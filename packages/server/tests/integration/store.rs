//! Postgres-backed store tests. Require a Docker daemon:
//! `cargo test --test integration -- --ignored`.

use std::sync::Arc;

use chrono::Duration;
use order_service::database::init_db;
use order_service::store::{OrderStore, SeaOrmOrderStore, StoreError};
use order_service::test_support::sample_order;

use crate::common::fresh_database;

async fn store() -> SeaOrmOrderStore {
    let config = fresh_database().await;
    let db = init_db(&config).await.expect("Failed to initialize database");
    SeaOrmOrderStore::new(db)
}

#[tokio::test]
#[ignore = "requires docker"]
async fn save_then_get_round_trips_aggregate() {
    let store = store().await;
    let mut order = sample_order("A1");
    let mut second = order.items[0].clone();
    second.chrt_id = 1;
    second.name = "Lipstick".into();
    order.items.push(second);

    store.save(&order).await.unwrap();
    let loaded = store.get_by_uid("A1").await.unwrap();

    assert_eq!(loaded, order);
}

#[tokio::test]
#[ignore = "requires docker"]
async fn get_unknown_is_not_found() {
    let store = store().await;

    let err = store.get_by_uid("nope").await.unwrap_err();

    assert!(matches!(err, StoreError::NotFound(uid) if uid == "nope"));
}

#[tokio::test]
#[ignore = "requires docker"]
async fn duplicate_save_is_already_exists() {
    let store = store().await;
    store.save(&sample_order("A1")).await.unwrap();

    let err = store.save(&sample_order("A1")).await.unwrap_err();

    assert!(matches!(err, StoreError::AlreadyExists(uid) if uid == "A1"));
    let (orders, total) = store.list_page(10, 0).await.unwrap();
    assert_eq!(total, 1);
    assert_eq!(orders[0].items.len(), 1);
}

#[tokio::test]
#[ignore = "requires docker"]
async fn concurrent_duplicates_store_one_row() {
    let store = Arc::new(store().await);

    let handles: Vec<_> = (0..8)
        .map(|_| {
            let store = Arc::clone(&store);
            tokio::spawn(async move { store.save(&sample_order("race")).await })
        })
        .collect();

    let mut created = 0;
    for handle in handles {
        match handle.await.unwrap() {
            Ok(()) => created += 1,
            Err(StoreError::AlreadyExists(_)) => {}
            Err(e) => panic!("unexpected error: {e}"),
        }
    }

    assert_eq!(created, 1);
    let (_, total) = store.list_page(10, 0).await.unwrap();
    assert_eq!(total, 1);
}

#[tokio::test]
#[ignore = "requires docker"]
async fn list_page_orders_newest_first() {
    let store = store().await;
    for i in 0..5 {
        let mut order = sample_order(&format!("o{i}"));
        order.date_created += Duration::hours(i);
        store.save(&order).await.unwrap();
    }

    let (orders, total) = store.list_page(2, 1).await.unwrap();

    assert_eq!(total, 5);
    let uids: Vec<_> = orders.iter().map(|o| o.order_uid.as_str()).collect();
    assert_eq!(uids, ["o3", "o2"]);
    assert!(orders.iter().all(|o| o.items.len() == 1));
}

————————

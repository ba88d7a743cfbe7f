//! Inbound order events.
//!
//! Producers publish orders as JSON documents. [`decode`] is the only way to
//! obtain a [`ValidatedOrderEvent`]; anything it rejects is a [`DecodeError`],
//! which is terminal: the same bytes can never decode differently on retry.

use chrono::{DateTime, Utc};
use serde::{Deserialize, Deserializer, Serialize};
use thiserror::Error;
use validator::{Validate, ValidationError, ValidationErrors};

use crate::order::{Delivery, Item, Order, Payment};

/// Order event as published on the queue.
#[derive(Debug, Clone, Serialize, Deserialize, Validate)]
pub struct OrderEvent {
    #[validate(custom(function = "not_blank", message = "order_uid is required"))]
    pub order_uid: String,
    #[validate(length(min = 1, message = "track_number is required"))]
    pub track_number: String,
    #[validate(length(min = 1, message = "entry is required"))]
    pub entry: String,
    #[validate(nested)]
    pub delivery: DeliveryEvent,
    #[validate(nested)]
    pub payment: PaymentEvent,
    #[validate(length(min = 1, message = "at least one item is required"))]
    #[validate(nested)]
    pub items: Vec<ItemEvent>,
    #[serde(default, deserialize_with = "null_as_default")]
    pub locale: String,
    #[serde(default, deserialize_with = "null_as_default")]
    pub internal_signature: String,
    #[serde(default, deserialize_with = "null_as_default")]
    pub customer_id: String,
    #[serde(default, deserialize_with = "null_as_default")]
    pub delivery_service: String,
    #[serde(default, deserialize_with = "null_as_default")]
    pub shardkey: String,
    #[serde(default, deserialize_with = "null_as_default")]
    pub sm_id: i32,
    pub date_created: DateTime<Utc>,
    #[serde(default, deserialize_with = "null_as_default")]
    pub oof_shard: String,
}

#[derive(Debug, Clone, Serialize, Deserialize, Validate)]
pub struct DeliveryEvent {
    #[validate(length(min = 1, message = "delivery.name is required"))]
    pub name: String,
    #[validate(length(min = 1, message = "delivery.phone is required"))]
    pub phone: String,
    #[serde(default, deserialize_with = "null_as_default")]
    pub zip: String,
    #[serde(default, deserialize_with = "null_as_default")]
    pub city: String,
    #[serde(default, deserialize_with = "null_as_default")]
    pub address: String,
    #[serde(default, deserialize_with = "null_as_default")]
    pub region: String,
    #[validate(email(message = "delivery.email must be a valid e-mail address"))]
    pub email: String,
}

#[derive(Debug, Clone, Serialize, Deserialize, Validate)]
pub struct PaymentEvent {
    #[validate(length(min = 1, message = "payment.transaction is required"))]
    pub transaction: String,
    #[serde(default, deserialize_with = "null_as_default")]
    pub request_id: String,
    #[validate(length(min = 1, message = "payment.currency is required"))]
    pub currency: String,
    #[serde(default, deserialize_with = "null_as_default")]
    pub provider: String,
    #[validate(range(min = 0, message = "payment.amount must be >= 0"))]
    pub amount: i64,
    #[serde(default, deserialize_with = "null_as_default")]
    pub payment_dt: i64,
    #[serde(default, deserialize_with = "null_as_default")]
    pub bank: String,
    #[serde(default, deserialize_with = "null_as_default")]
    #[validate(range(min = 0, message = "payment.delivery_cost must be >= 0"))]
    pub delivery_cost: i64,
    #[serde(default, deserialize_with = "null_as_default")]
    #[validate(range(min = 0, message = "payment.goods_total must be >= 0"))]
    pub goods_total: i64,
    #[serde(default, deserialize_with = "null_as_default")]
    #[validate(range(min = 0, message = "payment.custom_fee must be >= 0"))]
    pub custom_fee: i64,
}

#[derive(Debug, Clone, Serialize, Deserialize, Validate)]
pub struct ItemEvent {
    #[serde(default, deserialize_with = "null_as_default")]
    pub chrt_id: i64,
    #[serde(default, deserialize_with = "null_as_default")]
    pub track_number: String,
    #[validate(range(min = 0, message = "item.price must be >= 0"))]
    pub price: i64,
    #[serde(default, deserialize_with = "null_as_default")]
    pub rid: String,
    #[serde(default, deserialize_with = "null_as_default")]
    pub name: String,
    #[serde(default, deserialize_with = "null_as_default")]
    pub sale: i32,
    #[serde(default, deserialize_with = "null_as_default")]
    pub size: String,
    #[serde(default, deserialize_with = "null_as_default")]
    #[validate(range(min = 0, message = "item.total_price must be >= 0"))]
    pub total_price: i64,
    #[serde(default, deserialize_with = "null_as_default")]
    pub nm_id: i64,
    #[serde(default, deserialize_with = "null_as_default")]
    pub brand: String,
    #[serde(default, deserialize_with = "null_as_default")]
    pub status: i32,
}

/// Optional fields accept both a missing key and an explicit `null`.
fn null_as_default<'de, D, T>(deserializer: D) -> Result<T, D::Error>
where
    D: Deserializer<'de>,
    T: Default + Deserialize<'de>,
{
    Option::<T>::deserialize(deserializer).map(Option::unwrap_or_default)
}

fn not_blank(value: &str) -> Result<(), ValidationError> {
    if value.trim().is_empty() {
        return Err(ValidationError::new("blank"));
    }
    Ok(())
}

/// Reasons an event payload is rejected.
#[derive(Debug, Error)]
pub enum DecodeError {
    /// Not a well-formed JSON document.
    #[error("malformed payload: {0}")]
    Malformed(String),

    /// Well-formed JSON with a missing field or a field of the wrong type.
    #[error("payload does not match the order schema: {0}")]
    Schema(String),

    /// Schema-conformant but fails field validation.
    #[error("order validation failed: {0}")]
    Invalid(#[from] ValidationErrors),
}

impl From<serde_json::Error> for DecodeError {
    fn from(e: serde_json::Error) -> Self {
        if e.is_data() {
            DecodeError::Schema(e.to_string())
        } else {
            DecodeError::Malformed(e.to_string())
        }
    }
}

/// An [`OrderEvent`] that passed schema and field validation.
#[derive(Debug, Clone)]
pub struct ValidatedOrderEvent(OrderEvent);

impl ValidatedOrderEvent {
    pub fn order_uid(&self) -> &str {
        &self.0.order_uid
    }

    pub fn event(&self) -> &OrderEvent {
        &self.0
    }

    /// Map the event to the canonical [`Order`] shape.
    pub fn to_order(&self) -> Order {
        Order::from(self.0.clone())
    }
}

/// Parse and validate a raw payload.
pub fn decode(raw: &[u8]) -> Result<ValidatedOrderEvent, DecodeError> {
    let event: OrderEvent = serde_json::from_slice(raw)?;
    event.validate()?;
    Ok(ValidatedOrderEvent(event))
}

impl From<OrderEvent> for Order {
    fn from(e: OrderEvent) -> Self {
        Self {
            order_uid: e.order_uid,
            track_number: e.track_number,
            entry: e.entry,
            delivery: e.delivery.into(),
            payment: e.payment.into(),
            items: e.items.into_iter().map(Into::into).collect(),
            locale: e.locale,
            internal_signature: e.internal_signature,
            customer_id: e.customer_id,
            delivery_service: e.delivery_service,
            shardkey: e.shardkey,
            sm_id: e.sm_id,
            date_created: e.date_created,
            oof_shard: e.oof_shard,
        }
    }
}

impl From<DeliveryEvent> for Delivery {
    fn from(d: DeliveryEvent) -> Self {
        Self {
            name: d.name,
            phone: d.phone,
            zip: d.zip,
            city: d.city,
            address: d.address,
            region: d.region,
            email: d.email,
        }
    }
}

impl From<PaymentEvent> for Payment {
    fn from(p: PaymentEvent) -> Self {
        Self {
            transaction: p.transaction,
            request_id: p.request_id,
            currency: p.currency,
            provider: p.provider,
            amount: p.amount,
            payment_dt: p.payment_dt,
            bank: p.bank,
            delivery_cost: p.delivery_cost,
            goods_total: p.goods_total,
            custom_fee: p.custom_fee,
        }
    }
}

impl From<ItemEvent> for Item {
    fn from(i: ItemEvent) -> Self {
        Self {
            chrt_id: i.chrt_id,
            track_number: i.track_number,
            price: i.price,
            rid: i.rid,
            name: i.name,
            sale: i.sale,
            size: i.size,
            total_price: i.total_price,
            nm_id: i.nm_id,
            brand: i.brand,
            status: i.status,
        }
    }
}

————————

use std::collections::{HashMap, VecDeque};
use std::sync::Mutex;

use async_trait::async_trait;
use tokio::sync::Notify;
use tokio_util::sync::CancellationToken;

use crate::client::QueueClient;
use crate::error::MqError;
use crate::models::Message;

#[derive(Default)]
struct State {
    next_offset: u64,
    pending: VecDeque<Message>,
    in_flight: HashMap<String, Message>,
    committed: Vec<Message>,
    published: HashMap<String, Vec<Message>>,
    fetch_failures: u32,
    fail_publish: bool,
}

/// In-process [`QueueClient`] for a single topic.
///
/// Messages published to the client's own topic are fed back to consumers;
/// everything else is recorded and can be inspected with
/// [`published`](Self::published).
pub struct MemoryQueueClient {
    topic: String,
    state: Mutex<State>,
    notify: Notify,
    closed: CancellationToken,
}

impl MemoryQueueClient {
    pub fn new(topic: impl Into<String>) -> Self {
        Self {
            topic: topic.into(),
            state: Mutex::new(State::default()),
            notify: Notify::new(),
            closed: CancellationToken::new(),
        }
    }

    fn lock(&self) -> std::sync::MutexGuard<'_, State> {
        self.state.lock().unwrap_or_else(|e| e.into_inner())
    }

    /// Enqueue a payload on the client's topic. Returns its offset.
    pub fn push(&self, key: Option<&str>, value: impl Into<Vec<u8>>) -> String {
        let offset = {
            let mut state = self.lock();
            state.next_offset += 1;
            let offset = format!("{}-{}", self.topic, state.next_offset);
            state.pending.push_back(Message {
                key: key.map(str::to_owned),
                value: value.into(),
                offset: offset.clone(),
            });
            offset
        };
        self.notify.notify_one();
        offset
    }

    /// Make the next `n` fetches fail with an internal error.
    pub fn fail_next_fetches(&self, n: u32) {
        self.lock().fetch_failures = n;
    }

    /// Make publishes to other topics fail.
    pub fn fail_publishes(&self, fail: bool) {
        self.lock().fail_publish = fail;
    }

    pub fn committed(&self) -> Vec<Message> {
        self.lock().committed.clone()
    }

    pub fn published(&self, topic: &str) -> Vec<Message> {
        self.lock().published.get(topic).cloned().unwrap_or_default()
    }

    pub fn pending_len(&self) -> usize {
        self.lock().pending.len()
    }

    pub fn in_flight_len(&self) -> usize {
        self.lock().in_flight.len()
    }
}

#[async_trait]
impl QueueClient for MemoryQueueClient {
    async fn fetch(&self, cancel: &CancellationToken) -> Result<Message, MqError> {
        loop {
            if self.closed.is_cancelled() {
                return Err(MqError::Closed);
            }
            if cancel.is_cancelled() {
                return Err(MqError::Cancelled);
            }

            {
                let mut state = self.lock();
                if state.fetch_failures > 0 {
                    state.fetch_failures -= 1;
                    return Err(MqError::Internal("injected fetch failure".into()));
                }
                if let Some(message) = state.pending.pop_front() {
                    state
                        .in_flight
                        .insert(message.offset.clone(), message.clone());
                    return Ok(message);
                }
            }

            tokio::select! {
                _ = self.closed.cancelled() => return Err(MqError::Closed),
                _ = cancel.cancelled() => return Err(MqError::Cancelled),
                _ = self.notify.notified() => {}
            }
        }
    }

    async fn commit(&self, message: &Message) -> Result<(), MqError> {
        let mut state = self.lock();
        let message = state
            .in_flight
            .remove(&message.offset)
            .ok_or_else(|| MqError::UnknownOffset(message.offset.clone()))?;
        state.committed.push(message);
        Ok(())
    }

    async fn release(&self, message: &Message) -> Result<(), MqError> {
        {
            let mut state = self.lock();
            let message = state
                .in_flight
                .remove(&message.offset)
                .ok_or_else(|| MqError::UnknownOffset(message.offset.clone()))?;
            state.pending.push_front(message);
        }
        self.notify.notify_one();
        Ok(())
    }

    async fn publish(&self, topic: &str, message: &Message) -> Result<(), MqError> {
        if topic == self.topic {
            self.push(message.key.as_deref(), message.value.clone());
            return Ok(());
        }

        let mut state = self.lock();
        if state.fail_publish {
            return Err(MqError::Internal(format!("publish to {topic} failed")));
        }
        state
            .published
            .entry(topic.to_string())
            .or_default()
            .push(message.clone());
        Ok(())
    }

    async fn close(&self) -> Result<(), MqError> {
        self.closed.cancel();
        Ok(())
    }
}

————————

» **Problem requirements**:
Using the data above, return each line that includes the word "required".

» **Solution for this task**:
    #[validate(custom(function = "not_blank", message = "order_uid is required"))]
    #[validate(length(min = 1, message = "track_number is required"))]
    #[validate(length(min = 1, message = "entry is required"))]
    #[validate(length(min = 1, message = "at least one item is required"))]
    #[validate(length(min = 1, message = "delivery.name is required"))]
    #[validate(length(min = 1, message = "delivery.phone is required"))]
    #[validate(length(min = 1, message = "payment.transaction is required"))]
    #[validate(length(min = 1, message = "payment.currency is required"))]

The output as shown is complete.